::: Extracted entries
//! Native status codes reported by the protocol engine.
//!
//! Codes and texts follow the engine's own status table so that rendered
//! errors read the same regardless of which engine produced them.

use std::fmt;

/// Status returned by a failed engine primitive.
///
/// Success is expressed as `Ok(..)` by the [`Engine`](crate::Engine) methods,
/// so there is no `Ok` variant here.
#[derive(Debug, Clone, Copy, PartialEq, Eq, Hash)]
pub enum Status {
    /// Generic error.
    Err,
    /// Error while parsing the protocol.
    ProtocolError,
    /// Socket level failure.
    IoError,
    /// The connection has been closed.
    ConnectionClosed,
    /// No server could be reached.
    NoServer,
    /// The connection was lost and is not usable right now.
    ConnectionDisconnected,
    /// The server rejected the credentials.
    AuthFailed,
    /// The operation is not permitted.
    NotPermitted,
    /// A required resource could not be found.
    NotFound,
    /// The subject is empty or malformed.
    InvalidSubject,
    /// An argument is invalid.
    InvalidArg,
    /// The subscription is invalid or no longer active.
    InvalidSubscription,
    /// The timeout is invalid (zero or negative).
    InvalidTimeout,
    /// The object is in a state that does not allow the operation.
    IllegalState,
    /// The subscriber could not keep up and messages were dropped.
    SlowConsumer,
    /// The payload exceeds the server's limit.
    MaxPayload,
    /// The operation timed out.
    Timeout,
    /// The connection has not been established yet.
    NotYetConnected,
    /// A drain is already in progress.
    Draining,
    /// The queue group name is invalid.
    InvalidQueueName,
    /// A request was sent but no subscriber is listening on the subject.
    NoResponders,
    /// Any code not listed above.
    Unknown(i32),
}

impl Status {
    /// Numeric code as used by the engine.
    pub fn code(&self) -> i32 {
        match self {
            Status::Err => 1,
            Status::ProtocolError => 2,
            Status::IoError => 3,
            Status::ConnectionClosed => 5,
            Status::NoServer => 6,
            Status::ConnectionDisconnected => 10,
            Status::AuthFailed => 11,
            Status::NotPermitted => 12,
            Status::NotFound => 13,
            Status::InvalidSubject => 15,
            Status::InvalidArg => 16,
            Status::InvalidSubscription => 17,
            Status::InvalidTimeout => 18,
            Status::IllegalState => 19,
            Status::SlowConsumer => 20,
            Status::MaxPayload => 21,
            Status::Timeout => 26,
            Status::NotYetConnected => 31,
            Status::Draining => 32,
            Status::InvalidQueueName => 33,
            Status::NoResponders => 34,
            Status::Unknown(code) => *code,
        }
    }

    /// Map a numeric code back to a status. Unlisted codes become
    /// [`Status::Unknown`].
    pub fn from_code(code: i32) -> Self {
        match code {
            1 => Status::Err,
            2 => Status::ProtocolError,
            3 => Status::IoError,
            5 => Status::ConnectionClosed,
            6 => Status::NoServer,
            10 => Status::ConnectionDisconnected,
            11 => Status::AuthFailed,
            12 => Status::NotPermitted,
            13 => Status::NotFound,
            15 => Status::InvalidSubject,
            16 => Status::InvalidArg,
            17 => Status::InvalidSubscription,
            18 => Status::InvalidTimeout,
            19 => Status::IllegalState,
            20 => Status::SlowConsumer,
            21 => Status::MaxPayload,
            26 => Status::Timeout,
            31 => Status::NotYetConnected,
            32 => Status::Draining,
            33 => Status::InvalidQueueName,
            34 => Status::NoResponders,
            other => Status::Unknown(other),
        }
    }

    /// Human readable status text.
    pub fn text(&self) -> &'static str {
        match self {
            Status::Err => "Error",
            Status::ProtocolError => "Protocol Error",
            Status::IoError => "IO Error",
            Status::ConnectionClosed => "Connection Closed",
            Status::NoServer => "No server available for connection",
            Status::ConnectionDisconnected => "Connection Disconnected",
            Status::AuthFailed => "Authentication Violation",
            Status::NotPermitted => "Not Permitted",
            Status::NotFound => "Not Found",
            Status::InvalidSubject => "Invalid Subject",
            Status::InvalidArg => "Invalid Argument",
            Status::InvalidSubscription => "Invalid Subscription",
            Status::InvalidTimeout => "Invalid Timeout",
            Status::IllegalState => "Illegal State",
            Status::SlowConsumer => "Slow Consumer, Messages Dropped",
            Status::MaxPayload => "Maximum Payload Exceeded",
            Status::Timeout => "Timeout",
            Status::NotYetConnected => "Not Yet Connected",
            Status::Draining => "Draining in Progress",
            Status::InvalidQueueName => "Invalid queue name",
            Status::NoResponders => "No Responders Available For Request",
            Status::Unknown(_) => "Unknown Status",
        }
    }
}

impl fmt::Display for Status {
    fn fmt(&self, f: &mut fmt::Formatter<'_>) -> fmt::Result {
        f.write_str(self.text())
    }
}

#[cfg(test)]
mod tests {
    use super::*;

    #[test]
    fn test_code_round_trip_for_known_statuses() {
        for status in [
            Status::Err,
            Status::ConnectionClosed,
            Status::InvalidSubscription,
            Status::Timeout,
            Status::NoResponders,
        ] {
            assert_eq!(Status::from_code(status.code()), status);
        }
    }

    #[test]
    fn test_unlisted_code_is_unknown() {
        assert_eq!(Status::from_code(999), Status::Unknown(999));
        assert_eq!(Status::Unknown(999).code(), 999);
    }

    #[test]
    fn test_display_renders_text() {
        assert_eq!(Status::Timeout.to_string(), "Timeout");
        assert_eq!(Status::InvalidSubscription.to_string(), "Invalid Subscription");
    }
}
::::::
::: Extracted entries
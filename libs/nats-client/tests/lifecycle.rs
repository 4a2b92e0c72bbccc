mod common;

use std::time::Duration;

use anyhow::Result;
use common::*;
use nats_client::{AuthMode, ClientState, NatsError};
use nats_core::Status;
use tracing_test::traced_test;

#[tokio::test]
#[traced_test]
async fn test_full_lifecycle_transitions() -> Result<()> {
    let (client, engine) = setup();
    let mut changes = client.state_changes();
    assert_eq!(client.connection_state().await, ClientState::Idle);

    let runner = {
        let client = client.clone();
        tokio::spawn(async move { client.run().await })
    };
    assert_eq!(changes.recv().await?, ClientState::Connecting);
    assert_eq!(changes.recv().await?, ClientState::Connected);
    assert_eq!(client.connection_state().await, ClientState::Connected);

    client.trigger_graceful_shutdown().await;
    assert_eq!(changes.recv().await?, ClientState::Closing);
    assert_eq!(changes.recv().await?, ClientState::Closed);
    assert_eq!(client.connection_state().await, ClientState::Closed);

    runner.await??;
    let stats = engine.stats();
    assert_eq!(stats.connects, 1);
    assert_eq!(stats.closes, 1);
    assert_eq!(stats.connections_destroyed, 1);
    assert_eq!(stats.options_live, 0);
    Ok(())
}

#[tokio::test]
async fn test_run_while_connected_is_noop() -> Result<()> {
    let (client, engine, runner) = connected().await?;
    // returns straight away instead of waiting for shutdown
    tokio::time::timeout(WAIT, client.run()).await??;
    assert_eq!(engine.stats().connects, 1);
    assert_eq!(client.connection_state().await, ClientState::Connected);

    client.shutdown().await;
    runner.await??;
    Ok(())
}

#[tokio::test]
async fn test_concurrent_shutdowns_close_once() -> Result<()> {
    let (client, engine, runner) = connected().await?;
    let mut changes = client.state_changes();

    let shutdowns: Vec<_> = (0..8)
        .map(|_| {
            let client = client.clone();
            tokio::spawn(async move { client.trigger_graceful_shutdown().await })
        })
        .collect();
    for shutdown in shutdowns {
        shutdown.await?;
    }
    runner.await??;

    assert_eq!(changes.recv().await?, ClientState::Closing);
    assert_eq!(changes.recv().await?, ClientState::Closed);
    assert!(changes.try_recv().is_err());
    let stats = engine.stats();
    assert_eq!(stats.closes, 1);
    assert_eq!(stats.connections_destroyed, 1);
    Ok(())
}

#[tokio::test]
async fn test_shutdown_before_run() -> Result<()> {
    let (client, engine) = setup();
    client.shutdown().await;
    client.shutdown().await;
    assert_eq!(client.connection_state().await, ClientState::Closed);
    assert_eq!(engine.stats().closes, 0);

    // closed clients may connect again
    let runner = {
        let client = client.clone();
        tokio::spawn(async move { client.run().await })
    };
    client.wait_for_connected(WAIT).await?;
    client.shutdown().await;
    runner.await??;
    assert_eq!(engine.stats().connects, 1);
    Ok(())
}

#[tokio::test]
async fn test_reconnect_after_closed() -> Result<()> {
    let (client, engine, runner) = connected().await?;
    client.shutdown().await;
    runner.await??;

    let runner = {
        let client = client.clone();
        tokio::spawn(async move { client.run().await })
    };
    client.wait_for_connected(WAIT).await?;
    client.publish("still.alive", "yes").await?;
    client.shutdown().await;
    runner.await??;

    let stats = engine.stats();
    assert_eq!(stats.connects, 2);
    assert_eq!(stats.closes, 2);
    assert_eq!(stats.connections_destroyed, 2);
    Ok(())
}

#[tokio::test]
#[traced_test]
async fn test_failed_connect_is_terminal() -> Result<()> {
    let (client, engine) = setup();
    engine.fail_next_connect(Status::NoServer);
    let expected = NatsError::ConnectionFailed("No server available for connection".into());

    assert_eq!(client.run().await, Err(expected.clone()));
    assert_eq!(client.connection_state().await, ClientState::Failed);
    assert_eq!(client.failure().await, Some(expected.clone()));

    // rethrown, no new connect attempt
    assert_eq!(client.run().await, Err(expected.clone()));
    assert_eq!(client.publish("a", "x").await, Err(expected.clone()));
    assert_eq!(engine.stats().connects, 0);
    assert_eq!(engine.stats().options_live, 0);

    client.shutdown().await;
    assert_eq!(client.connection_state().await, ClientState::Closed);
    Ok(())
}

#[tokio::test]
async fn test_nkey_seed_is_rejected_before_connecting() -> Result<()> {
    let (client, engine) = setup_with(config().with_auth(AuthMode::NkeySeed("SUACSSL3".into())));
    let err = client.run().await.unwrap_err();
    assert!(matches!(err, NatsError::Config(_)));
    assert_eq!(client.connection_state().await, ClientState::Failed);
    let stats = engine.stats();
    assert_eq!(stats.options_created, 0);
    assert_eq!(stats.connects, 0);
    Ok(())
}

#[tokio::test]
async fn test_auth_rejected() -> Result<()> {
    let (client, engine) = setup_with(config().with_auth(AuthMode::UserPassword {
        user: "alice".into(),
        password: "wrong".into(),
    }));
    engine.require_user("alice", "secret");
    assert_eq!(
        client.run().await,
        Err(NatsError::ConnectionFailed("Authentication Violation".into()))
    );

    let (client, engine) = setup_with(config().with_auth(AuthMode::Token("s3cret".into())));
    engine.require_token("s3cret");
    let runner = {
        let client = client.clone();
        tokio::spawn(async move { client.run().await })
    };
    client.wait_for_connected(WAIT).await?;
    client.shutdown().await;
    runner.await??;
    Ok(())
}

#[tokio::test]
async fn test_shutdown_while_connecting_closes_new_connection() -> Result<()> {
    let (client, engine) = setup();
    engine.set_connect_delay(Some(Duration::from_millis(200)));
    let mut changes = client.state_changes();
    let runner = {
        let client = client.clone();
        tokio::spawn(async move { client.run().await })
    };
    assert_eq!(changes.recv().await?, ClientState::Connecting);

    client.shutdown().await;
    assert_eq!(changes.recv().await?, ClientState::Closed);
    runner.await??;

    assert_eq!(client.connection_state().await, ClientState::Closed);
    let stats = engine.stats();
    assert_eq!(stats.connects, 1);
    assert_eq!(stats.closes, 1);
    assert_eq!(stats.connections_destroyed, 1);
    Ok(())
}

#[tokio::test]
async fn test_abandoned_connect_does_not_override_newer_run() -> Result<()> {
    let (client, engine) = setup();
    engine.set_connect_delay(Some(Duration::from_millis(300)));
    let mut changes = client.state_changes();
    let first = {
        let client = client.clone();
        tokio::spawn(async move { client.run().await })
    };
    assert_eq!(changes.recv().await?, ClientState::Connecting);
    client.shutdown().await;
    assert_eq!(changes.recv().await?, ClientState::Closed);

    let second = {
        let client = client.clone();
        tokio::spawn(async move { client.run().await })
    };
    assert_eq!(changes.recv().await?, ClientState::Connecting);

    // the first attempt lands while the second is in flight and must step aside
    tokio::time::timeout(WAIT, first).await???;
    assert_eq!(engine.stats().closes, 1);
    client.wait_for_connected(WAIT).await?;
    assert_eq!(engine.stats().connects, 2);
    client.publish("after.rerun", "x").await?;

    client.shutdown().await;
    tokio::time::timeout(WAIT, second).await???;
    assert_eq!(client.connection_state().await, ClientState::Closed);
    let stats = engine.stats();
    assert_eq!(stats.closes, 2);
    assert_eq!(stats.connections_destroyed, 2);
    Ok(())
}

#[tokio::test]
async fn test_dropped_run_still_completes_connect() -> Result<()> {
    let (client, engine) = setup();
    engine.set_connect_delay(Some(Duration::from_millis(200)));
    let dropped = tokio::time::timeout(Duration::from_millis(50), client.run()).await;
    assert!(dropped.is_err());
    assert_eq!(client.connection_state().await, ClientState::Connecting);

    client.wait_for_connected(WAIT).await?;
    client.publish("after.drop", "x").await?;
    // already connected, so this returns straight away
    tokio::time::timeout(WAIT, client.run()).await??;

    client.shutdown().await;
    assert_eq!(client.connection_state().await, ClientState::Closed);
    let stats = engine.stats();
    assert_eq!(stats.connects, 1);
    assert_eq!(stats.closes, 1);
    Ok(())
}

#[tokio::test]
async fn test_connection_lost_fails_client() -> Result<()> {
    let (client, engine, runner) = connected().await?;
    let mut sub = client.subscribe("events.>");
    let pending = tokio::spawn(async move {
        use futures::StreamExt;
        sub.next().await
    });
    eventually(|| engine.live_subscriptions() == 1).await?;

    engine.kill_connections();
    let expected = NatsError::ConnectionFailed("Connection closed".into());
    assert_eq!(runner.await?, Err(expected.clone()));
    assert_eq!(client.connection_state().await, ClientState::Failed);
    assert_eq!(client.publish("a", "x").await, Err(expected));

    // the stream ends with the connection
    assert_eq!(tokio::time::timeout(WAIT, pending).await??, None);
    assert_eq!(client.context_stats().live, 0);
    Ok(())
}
::::::
### Directions
Find the word "ConnectionClosed" in the entries and show each line where it is found.

### Your response
    ConnectionClosed,
            Status::ConnectionClosed => 5,
            5 => Status::ConnectionClosed,
            Status::ConnectionClosed => "Connection Closed",
            Status::ConnectionClosed,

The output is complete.